WHAT IS EXPECTED: An exact copy of every record is the expected answer.

*** DATA SUPPLIED Section Begins ***

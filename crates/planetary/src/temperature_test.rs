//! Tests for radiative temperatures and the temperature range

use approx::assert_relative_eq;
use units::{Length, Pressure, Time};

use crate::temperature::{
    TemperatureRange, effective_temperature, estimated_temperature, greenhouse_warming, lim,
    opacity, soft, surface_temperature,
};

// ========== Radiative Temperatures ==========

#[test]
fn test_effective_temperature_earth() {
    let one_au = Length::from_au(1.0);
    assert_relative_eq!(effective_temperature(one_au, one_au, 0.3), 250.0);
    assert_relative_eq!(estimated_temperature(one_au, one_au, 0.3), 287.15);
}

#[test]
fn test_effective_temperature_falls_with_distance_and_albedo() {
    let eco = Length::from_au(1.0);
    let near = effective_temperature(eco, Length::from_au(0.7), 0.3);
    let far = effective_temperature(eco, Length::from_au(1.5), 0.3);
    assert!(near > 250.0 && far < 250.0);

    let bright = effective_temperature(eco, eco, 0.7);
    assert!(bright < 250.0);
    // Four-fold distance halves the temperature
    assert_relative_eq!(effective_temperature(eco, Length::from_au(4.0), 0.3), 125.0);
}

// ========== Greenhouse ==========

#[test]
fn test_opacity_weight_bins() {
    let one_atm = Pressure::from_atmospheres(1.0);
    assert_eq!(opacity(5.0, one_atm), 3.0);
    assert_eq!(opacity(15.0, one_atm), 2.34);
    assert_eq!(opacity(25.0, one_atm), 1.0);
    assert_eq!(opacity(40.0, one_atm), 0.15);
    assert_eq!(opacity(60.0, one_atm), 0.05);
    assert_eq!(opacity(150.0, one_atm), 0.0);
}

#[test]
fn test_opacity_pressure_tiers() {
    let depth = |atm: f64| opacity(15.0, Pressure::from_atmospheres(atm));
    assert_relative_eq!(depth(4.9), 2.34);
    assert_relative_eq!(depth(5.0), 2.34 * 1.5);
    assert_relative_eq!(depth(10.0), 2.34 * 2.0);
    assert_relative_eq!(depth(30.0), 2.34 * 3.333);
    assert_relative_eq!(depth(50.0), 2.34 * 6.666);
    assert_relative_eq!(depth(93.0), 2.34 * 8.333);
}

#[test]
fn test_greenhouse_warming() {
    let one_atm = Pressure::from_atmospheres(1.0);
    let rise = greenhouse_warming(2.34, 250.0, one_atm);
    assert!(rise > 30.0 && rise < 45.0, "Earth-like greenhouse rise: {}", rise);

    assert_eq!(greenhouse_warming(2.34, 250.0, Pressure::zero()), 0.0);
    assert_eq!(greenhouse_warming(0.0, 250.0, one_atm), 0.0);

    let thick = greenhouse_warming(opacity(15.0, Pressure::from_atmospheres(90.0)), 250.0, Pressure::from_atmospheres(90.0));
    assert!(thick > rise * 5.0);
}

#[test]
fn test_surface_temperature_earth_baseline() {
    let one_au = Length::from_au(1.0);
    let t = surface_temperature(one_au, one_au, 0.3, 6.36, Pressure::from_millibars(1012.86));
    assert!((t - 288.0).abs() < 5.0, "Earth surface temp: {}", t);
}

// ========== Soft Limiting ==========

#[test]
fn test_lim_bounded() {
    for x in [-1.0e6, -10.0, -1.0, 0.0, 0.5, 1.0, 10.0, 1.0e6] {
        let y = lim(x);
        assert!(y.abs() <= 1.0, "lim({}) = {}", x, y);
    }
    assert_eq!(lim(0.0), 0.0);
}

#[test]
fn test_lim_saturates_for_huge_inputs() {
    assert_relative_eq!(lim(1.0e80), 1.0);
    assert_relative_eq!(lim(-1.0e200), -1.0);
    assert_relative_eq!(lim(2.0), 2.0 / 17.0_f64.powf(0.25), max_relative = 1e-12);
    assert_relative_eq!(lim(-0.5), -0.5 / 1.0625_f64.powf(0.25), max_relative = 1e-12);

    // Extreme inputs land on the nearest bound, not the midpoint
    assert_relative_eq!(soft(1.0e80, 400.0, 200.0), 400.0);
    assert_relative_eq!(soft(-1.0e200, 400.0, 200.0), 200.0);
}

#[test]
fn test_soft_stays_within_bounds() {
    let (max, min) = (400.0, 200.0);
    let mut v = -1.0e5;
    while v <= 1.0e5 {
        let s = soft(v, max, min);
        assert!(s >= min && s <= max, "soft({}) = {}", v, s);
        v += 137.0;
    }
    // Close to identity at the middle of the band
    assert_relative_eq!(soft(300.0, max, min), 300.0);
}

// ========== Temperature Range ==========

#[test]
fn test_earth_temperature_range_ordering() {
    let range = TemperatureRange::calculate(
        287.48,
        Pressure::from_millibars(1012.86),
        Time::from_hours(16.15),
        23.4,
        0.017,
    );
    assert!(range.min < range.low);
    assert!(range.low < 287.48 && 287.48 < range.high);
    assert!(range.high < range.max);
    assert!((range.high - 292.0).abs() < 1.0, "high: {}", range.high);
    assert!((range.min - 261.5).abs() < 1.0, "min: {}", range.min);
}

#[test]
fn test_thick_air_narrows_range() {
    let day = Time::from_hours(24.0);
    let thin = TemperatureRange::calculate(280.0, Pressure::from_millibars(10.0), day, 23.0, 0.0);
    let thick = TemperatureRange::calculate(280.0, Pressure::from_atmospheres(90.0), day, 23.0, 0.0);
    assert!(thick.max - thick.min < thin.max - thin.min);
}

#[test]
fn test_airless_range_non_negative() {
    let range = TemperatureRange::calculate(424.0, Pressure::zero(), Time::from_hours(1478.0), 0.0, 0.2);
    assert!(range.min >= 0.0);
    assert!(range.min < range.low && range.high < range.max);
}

*** DATA SUPPLIED Section Ends ***

EXERCISE RESPONSE:
filename crates/planetary/src/temperature_test.rs
//! Tests for radiative temperatures and the temperature range

use approx::assert_relative_eq;
use units::{Length, Pressure, Time};

use crate::temperature::{
    TemperatureRange, effective_temperature, estimated_temperature, greenhouse_warming, lim,
    opacity, soft, surface_temperature,
};

// ========== Radiative Temperatures ==========

#[test]
fn test_effective_temperature_earth() {
    let one_au = Length::from_au(1.0);
    assert_relative_eq!(effective_temperature(one_au, one_au, 0.3), 250.0);
    assert_relative_eq!(estimated_temperature(one_au, one_au, 0.3), 287.15);
}

#[test]
fn test_effective_temperature_falls_with_distance_and_albedo() {
    let eco = Length::from_au(1.0);
    let near = effective_temperature(eco, Length::from_au(0.7), 0.3);
    let far = effective_temperature(eco, Length::from_au(1.5), 0.3);
    assert!(near > 250.0 && far < 250.0);

    let bright = effective_temperature(eco, eco, 0.7);
    assert!(bright < 250.0);
    // Four-fold distance halves the temperature
    assert_relative_eq!(effective_temperature(eco, Length::from_au(4.0), 0.3), 125.0);
}

// ========== Greenhouse ==========

#[test]
fn test_opacity_weight_bins() {
    let one_atm = Pressure::from_atmospheres(1.0);
    assert_eq!(opacity(5.0, one_atm), 3.0);
    assert_eq!(opacity(15.0, one_atm), 2.34);
    assert_eq!(opacity(25.0, one_atm), 1.0);
    assert_eq!(opacity(40.0, one_atm), 0.15);
    assert_eq!(opacity(60.0, one_atm), 0.05);
    assert_eq!(opacity(150.0, one_atm), 0.0);
}

#[test]
fn test_opacity_pressure_tiers() {
    let depth = |atm: f64| opacity(15.0, Pressure::from_atmospheres(atm));
    assert_relative_eq!(depth(4.9), 2.34);
    assert_relative_eq!(depth(5.0), 2.34 * 1.5);
    assert_relative_eq!(depth(10.0), 2.34 * 2.0);
    assert_relative_eq!(depth(30.0), 2.34 * 3.333);
    assert_relative_eq!(depth(50.0), 2.34 * 6.666);
    assert_relative_eq!(depth(93.0), 2.34 * 8.333);
}

#[test]
fn test_greenhouse_warming() {
    let one_atm = Pressure::from_atmospheres(1.0);
    let rise = greenhouse_warming(2.34, 250.0, one_atm);
    assert!(rise > 30.0 && rise < 45.0, "Earth-like greenhouse rise: {}", rise);

    assert_eq!(greenhouse_warming(2.34, 250.0, Pressure::zero()), 0.0);
    assert_eq!(greenhouse_warming(0.0, 250.0, one_atm), 0.0);

    let thick = greenhouse_warming(opacity(15.0, Pressure::from_atmospheres(90.0)), 250.0, Pressure::from_atmospheres(90.0));
    assert!(thick > rise * 5.0);
}

#[test]
fn test_surface_temperature_earth_baseline() {
    let one_au = Length::from_au(1.0);
    let t = surface_temperature(one_au, one_au, 0.3, 6.36, Pressure::from_millibars(1012.86));
    assert!((t - 288.0).abs() < 5.0, "Earth surface temp: {}", t);
}

// ========== Soft Limiting ==========

#[test]
fn test_lim_bounded() {
    for x in [-1.0e6, -10.0, -1.0, 0.0, 0.5, 1.0, 10.0, 1.0e6] {
        let y = lim(x);
        assert!(y.abs() <= 1.0, "lim({}) = {}", x, y);
    }
    assert_eq!(lim(0.0), 0.0);
}

#[test]
fn test_lim_saturates_for_huge_inputs() {
    assert_relative_eq!(lim(1.0e80), 1.0);
    assert_relative_eq!(lim(-1.0e200), -1.0);
    assert_relative_eq!(lim(2.0), 2.0 / 17.0_f64.powf(0.25), max_relative = 1e-12);
    assert_relative_eq!(lim(-0.5), -0.5 / 1.0625_f64.powf(0.25), max_relative = 1e-12);

    // Extreme inputs land on the nearest bound, not the midpoint
    assert_relative_eq!(soft(1.0e80, 400.0, 200.0), 400.0);
    assert_relative_eq!(soft(-1.0e200, 400.0, 200.0), 200.0);
}

#[test]
fn test_soft_stays_within_bounds() {
    let (max, min) = (400.0, 200.0);
    let mut v = -1.0e5;
    while v <= 1.0e5 {
        let s = soft(v, max, min);
        assert!(s >= min && s <= max, "soft({}) = {}", v, s);
        v += 137.0;
    }
    // Close to identity at the middle of the band
    assert_relative_eq!(soft(300.0, max, min), 300.0);
}

// ========== Temperature Range ==========

#[test]
fn test_earth_temperature_range_ordering() {
    let range = TemperatureRange::calculate(
        287.48,
        Pressure::from_millibars(1012.86),
        Time::from_hours(16.15),
        23.4,
        0.017,
    );
    assert!(range.min < range.low);
    assert!(range.low < 287.48 && 287.48 < range.high);
    assert!(range.high < range.max);
    assert!((range.high - 292.0).abs() < 1.0, "high: {}", range.high);
    assert!((range.min - 261.5).abs() < 1.0, "min: {}", range.min);
}

#[test]
fn test_thick_air_narrows_range() {
    let day = Time::from_hours(24.0);
    let thin = TemperatureRange::calculate(280.0, Pressure::from_millibars(10.0), day, 23.0, 0.0);
    let thick = TemperatureRange::calculate(280.0, Pressure::from_atmospheres(90.0), day, 23.0, 0.0);
    assert!(thick.max - thick.min < thin.max - thin.min);
}

#[test]
fn test_airless_range_non_negative() {
    let range = TemperatureRange::calculate(424.0, Pressure::zero(), Time::from_hours(1478.0), 0.0, 0.2);
    assert!(range.min >= 0.0);
    assert!(range.min < range.low && range.high < range.max);
}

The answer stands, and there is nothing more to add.